Ce témoignage a été recueilli parmi des dizaines d'autres dans le cadre d'une campagne intitulée «Survivantes ou pas encore» sur le sort des détenues syriennes qui, une fois libérées, doivent affronter de nouvelles souffrances. A l'initiative de l'ASML (Association syrienne des médias libres) pour la formation de Syriennes au journalisme, l'équipe de reporters exclusivement féminine de Womenofsyria.com s'est intéressée ces dernières semaines à la question largement méconnue de la difficile réintégration au sein de la société des anciennes prisonnières. Car «la sortie de prison marque la fin d'une épreuve terrible, mais aussi le début d'une autre étape de violence et de souffrance», observe ce collectif. En effet, la société et les familles sont loin de réserver l'accueil réconfortant auquel s'attendraient légitimement les femmes «libérées».

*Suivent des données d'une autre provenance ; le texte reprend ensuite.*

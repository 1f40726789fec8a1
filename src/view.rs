//! Safe 2D views over tile and array memory.
//!
//! A [`Surface`] borrows a strided byte region and exposes row, column and
//! element access without pointer arithmetic. Halo-relative addressing is
//! expressed through the surface origin: element `(0, 0)` is the first core
//! element, and halo elements sit at negative coordinates.

use crate::tile::PadExtents;
use std::ops::Range;

/// How [`Surface::synthesize_border`] fills padded edges.
#[derive(Debug, Clone, Copy, PartialEq, Eq)]
pub enum BorderFill {
    /// Every byte set to this value.
    Constant(u8),
    /// Nearest valid row or column copied outward.
    Replicate,
}

/// A mutable strided 2D view.
#[derive(Debug)]
pub struct Surface<'a> {
    data: &'a mut [u8],
    width: usize,
    rows: usize,
    pitch: usize,
    element_size: usize,
    origin: (usize, usize),
}

impl<'a> Surface<'a> {
    /// View `rows` rows of `width` elements, `pitch` bytes apart.
    ///
    /// Returns `None` if `data` is too short or a row is wider than the
    /// pitch.
    pub fn new(
        data: &'a mut [u8],
        width: usize,
        rows: usize,
        pitch: usize,
        element_size: usize,
    ) -> Option<Self> {
        let row_bytes = width.checked_mul(element_size)?;
        if width == 0 || rows == 0 || element_size == 0 || (rows > 1 && pitch < row_bytes) {
            return None;
        }
        let span = (rows - 1).checked_mul(pitch)?.checked_add(row_bytes)?;
        if data.len() < span {
            return None;
        }
        Some(Self {
            data,
            width,
            rows,
            pitch,
            element_size,
            origin: (0, 0),
        })
    }

    /// Place element `(0, 0)` at column `x`, row `y` of the view.
    pub fn with_origin(mut self, x: usize, y: usize) -> Self {
        self.origin = (x, y);
        self
    }

    /// Columns in the view.
    #[inline]
    pub fn width(&self) -> usize {
        self.width
    }

    /// Rows in the view.
    #[inline]
    pub fn height(&self) -> usize {
        self.rows
    }

    /// Bytes per element.
    #[inline]
    pub fn element_size(&self) -> usize {
        self.element_size
    }

    /// Column and row of element `(0, 0)`.
    #[inline]
    pub fn origin(&self) -> (usize, usize) {
        self.origin
    }

    #[inline]
    fn row_bytes(&self) -> usize {
        self.width * self.element_size
    }

    /// Row `y` of the view, counted from the top edge.
    ///
    /// # Panics
    ///
    /// Panics if `y` is out of range.
    pub fn row(&self, y: usize) -> &[u8] {
        assert!(y < self.rows, "row out of range");
        let start = y * self.pitch;
        &self.data[start..start + self.row_bytes()]
    }

    /// Mutable row `y` of the view.
    ///
    /// # Panics
    ///
    /// Panics if `y` is out of range.
    pub fn row_mut(&mut self, y: usize) -> &mut [u8] {
        assert!(y < self.rows, "row out of range");
        let start = y * self.pitch;
        let len = self.row_bytes();
        &mut self.data[start..start + len]
    }

    fn locate(&self, x: i32, y: i32) -> Option<usize> {
        let col = usize::try_from(self.origin.0 as i64 + x as i64).ok()?;
        let row = usize::try_from(self.origin.1 as i64 + y as i64).ok()?;
        (col < self.width && row < self.rows).then(|| row * self.pitch + col * self.element_size)
    }

    /// Bytes of the element at `(x, y)` relative to the origin.
    pub fn element(&self, x: i32, y: i32) -> Option<&[u8]> {
        let at = self.locate(x, y)?;
        Some(&self.data[at..at + self.element_size])
    }

    /// Mutable bytes of the element at `(x, y)` relative to the origin.
    pub fn element_mut(&mut self, x: i32, y: i32) -> Option<&mut [u8]> {
        let at = self.locate(x, y)?;
        let es = self.element_size;
        Some(&mut self.data[at..at + es])
    }

    /// Set every byte of every row.
    pub fn fill(&mut self, value: u8) {
        self.fill_rows(0..self.rows, value);
    }

    /// Set every byte of `rows`.
    pub fn fill_rows(&mut self, rows: Range<usize>, value: u8) {
        for y in rows {
            self.row_mut(y).fill(value);
        }
    }

    /// Set every byte of columns `cols` in every row.
    pub fn fill_columns(&mut self, cols: Range<usize>, value: u8) {
        let es = self.element_size;
        for y in 0..self.rows {
            self.row_mut(y)[cols.start * es..cols.end * es].fill(value);
        }
    }

    /// Copy row `src` over each row in `rows`.
    pub fn replicate_row(&mut self, src: usize, rows: Range<usize>) {
        let len = self.row_bytes();
        let from = src * self.pitch;
        for y in rows {
            self.data.copy_within(from..from + len, y * self.pitch);
        }
    }

    /// Copy column `src` over each column in `cols`, in every row.
    pub fn replicate_column(&mut self, src: usize, cols: Range<usize>) {
        let es = self.element_size;
        for y in 0..self.rows {
            let row = self.row_mut(y);
            let from = src * es;
            for x in cols.clone() {
                row.copy_within(from..from + es, x * es);
            }
        }
    }

    /// Synthesize the padded edges described by `pad`.
    ///
    /// Edges are processed top, bottom, left, right. Left and right run over
    /// every row, so corners take the horizontal neighbour of the already
    /// padded top and bottom rows.
    pub fn synthesize_border(&mut self, pad: PadExtents, fill: BorderFill) {
        let rows = self.rows;
        let cols = self.width;
        let top = (pad.top as usize).min(rows);
        let bottom = (pad.bottom as usize).min(rows - top);
        let left = (pad.left as usize).min(cols);
        let right = (pad.right as usize).min(cols - left);

        if top > 0 {
            match fill {
                BorderFill::Replicate if top < rows => self.replicate_row(top, 0..top),
                BorderFill::Replicate => {}
                BorderFill::Constant(v) => self.fill_rows(0..top, v),
            }
        }
        if bottom > 0 {
            let first = rows - bottom;
            match fill {
                BorderFill::Replicate if first > 0 => self.replicate_row(first - 1, first..rows),
                BorderFill::Replicate => {}
                BorderFill::Constant(v) => self.fill_rows(first..rows, v),
            }
        }
        if left > 0 {
            match fill {
                BorderFill::Replicate if left < cols => self.replicate_column(left, 0..left),
                BorderFill::Replicate => {}
                BorderFill::Constant(v) => self.fill_columns(0..left, v),
            }
        }
        if right > 0 {
            let first = cols - right;
            match fill {
                BorderFill::Replicate if first > 0 => self.replicate_column(first - 1, first..cols),
                BorderFill::Replicate => {}
                BorderFill::Constant(v) => self.fill_columns(first..cols, v),
            }
        }
    }
}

Plus de 10 000 femmes, dont 837 mineures, ont été détenues en Syrie depuis le début du conflit en 2011. 80% d'entre elles ont connu les redoutables geôles du régime de Bachar al-Assad et les autres celles des groupes extrémistes dans les zones rebelles. Ainsi, Oum Mohamad, a été détenue pendant deux mois par l'Etat islamique qui contrôlait Raqqa. Son mari avait été assassiné en prison peu avant qu'elle ne soit arrêtée. «J'ai été abusée physiquement, émotionnellement et psychologiquement, résume la jeune mère de deux enfants. A la fin de chaque journée, ils m'injuriaient alors que j'étais au sol, la faim me tordant le ventre.» Oum Mohamad raconte aussi sa sortie de prison : «J'ai été mise à l'écart par la société, par mes proches et par mes voisins. Ils me considéraient comme une prostituée. Ils ont même interdit à leurs enfants de jouer avec les miens.»

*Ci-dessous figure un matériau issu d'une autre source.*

//! Memory banks: segments paired with pool allocators.

use super::{MemorySegment, PoolAllocator, PoolConfig, PoolStats};
use crate::defaults::MAX_MEM_BANKS;
use crate::error::{Error, Result};
use std::ptr::NonNull;
use std::sync::Arc;
use tracing::{debug, trace};

/// Which bank an allocation may come from.
#[derive(Debug, Clone, Copy, PartialEq, Eq, Default)]
pub enum BankSelector {
    /// First bank, in index order, that can satisfy the request.
    #[default]
    Any,
    /// Only the bank with this index.
    Index(usize),
}

/// A block of bank memory handed out by [`MemoryBanks::allocate`].
///
/// This is a plain address range; it does not free itself on drop. Pass
/// [`PoolBuffer::as_ptr`] back to the manager to release it.
#[derive(Debug, Clone, Copy, PartialEq, Eq)]
pub struct PoolBuffer {
    ptr: NonNull<u8>,
    len: usize,
    bank: Option<usize>,
}

impl PoolBuffer {
    /// Wrap caller-owned memory so it can back a tile or array.
    ///
    /// # Safety
    ///
    /// `ptr` must be valid for reads and writes of `len` bytes for as long as
    /// any tile or array built on this buffer is in use, and nothing else may
    /// access that memory while a transfer targets it.
    pub unsafe fn from_raw_parts(ptr: NonNull<u8>, len: usize) -> Self {
        Self {
            ptr,
            len,
            bank: None,
        }
    }

    /// Start of the buffer.
    #[inline]
    pub fn as_ptr(&self) -> *const u8 {
        self.ptr.as_ptr()
    }

    /// Start of the buffer, mutable.
    #[inline]
    pub fn as_mut_ptr(&self) -> *mut u8 {
        self.ptr.as_ptr()
    }

    /// Length in bytes.
    #[inline]
    pub fn len(&self) -> usize {
        self.len
    }

    /// Returns true if the buffer has zero length.
    #[inline]
    pub fn is_empty(&self) -> bool {
        self.len == 0
    }

    /// Index of the bank this buffer came from, if any.
    #[inline]
    pub fn bank(&self) -> Option<usize> {
        self.bank
    }

    /// Pointer `offset` bytes into the buffer.
    ///
    /// Returns `None` if `offset + span` would run past the end.
    pub(crate) fn offset_ptr(&self, offset: usize, span: usize) -> Option<NonNull<u8>> {
        let end = offset.checked_add(span)?;
        if end > self.len {
            return None;
        }
        // SAFETY: offset <= len, so the result stays within (or one past)
        // the allocation and cannot be null.
        Some(unsafe { self.ptr.add(offset) })
    }

    /// View `len` bytes starting at `offset` as a mutable slice.
    ///
    /// # Safety
    ///
    /// The caller must hold exclusive access to that range for `'a`: no
    /// transfer may be reading or writing it, and no other slice over it may
    /// be live.
    #[allow(clippy::mut_from_ref)]
    pub(crate) unsafe fn slice_mut<'a>(&self, offset: usize, len: usize) -> Option<&'a mut [u8]> {
        let ptr = self.offset_ptr(offset, len)?;
        // SAFETY: range checked above; exclusivity is the caller's contract.
        Some(unsafe { std::slice::from_raw_parts_mut(ptr.as_ptr(), len) })
    }
}

struct Bank {
    segment: Arc<dyn MemorySegment>,
    pool: PoolAllocator,
}

/// A fixed set of memory banks, each managed by its own [`PoolAllocator`].
///
/// # Example
///
/// ```rust
/// use std::sync::Arc;
/// use tiledma::memory::{BankSelector, HeapSegment, MemoryBanks, MemorySegment, PoolConfig};
///
/// let segments: Vec<Arc<dyn MemorySegment>> = vec![
///     Arc::new(HeapSegment::local(4096).unwrap()),
///     Arc::new(HeapSegment::local(4096).unwrap()),
/// ];
/// let mut banks = MemoryBanks::new(segments, PoolConfig::default()).unwrap();
///
/// let buf = banks.allocate(1024, BankSelector::Index(1), 64).unwrap();
/// assert_eq!(buf.bank(), Some(1));
/// banks.free(buf.as_ptr()).unwrap();
/// ```
pub struct MemoryBanks {
    banks: Vec<Bank>,
}

impl MemoryBanks {
    /// Put each segment under its own pool allocator.
    ///
    /// # Errors
    ///
    /// Returns [`Error::BadArgument`] for zero or more than
    /// [`MAX_MEM_BANKS`] segments, or for an empty or read-only segment.
    pub fn new(segments: Vec<Arc<dyn MemorySegment>>, config: PoolConfig) -> Result<Self> {
        if segments.is_empty() || segments.len() > MAX_MEM_BANKS {
            return Err(Error::bad_argument(format!(
                "bank count {} outside 1..={MAX_MEM_BANKS}",
                segments.len()
            )));
        }

        let mut banks = Vec::with_capacity(segments.len());
        for (index, segment) in segments.into_iter().enumerate() {
            let base = segment
                .as_mut_ptr()
                .ok_or_else(|| Error::bad_argument(format!("bank {index} is read-only")))?;
            let pool = PoolAllocator::new(base as usize, segment.len(), config)?;
            debug!(
                index,
                base = base as usize,
                len = segment.len(),
                memory = ?segment.memory_type(),
                "memory bank ready"
            );
            banks.push(Bank { segment, pool });
        }
        Ok(Self { banks })
    }

    /// Allocate `size` bytes aligned to `align` from the selected bank(s).
    ///
    /// # Errors
    ///
    /// - [`Error::BadArgument`] for size 0, a bad alignment, or an unknown
    ///   bank index
    /// - [`Error::AllocationFailed`] if no eligible bank has room
    pub fn allocate(&mut self, size: usize, selector: BankSelector, align: usize) -> Result<PoolBuffer> {
        if size == 0 {
            return Err(Error::bad_argument("buffer size is zero"));
        }
        if !align.is_power_of_two() {
            return Err(super::AllocError::BadAlignment(align).into());
        }

        let candidates = match selector {
            BankSelector::Any => 0..self.banks.len(),
            BankSelector::Index(i) if i < self.banks.len() => i..i + 1,
            BankSelector::Index(i) => {
                return Err(Error::bad_argument(format!(
                    "bank {i} does not exist ({} configured)",
                    self.banks.len()
                )));
            }
        };

        let mut last_err = None;
        for index in candidates {
            match self.banks[index].pool.alloc(size, align) {
                Ok(addr) => {
                    // Pool addresses come from a live segment's base pointer.
                    let ptr = NonNull::new(addr as *mut u8).ok_or(Error::NullBuffer)?;
                    trace!(index, size, align, addr, "bank allocation");
                    return Ok(PoolBuffer {
                        ptr,
                        len: size,
                        bank: Some(index),
                    });
                }
                Err(err) => last_err = Some(err),
            }
        }

        debug!(size, align, ?selector, "no bank could satisfy allocation");
        Err(Error::AllocationFailed(
            last_err.unwrap_or(super::AllocError::OutOfMemory { requested: size }),
        ))
    }

    /// Release a buffer previously returned by [`allocate`](Self::allocate).
    ///
    /// Pointers inside a bank that are not live allocations are ignored.
    ///
    /// # Errors
    ///
    /// - [`Error::NullBuffer`] for a null pointer
    /// - [`Error::BadArgument`] if the pointer is outside every bank
    pub fn free(&mut self, ptr: *const u8) -> Result<()> {
        if ptr.is_null() {
            return Err(Error::NullBuffer);
        }
        let addr = ptr as usize;
        let bank = self
            .banks
            .iter_mut()
            .find(|b| b.pool.contains(addr))
            .ok_or_else(|| Error::bad_argument(format!("{addr:#x} is not inside any memory bank")))?;
        bank.pool.free(addr);
        Ok(())
    }

    /// Release every allocation in every bank.
    pub fn free_all(&mut self) {
        for bank in &mut self.banks {
            bank.pool.reset();
        }
    }

    /// Number of banks.
    #[inline]
    pub fn len(&self) -> usize {
        self.banks.len()
    }

    /// Always false; a bank set has at least one bank.
    #[inline]
    pub fn is_empty(&self) -> bool {
        self.banks.is_empty()
    }

    /// Byte accounting for bank `index`.
    pub fn stats(&self, index: usize) -> Option<PoolStats> {
        self.banks.get(index).map(|b| b.pool.stats())
    }

    /// Allocator for bank `index`.
    pub fn pool(&self, index: usize) -> Option<&PoolAllocator> {
        self.banks.get(index).map(|b| &b.pool)
    }

    /// Segment backing bank `index`.
    pub fn segment(&self, index: usize) -> Option<&Arc<dyn MemorySegment>> {
        self.banks.get(index).map(|b| &b.segment)
    }
}

impl std::fmt::Debug for MemoryBanks {
    fn fmt(&self, f: &mut std::fmt::Formatter<'_>) -> std::fmt::Result {
        f.debug_list()
            .entries(self.banks.iter().map(|b| (b.segment.len(), b.pool.stats())))
            .finish()
    }
}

La série de témoignages bouleversants a été publiée dans plusieurs médias alternatifs syriens et arabes depuis le 15 avril. La campagne a d’ailleurs initié un mouvement de la société civile, avec des sit-in dans plusieurs localités du nord de la Syrie. Les acteurs de la société se sont rassemblés autour de militantes féministes, d’anciennes détenues et de journalistes, afin de rechercher ensemble des solutions.